Obstacles, delays, dreadful routine, poor health, and enemies are all 6th house things in traditional astrology.

12th House Release: The Other Side of Suffering

Now, its opposite, the 12th house, has to do with getting free from worldly duties. This release can manifest in distressing ways, like being bedridden, committed to a mental institution or imprisoned. Yet the 12th house could also signify voluntary withdrawal—embracing monastic life, traveling to distant countries, seeking seclusion, or pursuing research.

In any case, the opposite from the 6th house is this place where the pebble in your shoe ceases to be your problem. It becomes the responsibility of others or institutions. It no longer wears you down because, in a sense, it has served its purpose: whether by literally driving you to madness, as Bukowski tells us (the 12th house indeed signifies “the result of the enemy’s actions”1), or by leading you toward contemplative detachment from worldly concerns.

Upachaya: It’s Getting Better All the Time

Yet there is hope. Being an Upachaya or a “growing house” as it is known in Vedic astrology2, the 6th house will eventually get better for you, because you will get better at it.

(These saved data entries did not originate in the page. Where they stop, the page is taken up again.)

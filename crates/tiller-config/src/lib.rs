//! Shared configuration for the tiller workspace.
//!
//! The crate owns the small set of knobs the protocol core and its
//! embedders must agree on: the logging output format and the timing
//! defaults used by blocking protocol calls. Keeping them here means the
//! client crate and any front-end binary read the same values.

mod defaults;
mod logging;
mod timings;

pub use defaults::{DEFAULT_LOG_FILTER, default_log_filter, default_log_format};
pub use logging::{LogFormat, LogFormatParseError};
pub use timings::ProtocolTimings;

Over time, if the 6th lord is not heavily afflicted, you do tend to become more knowledgeable, and perhaps more patient in dealing with the 6th house “continuing series of small tragedies”. These challenges may even become an area of expertise. And if not, there are effective remedial measures available—but that’s a topic for another post.

When I received Bukowski’s poem in my inbox a few days ago from the Poetic Outlaws Substack I thought it offered one of the most beautifully daunting descriptions of what having a prominent natal 6th house can feel like, especially when you’re running a tough Dasha or enduring a challenging transit.

No, it’s not the 8th house that will drive you mad, sings Bukowski. It’s the ongoing torment of 6th house frustration.

After all, the 6th is the 12th from the 7th house of desire. So it represents the loss of that desire, its ending. It’s all the little things that prevent you from just getting there and taking what pleases you. It’s everything that is dysfunctional and painstakingly slows you down. A sick body. A flat tire. A shoe coming undone.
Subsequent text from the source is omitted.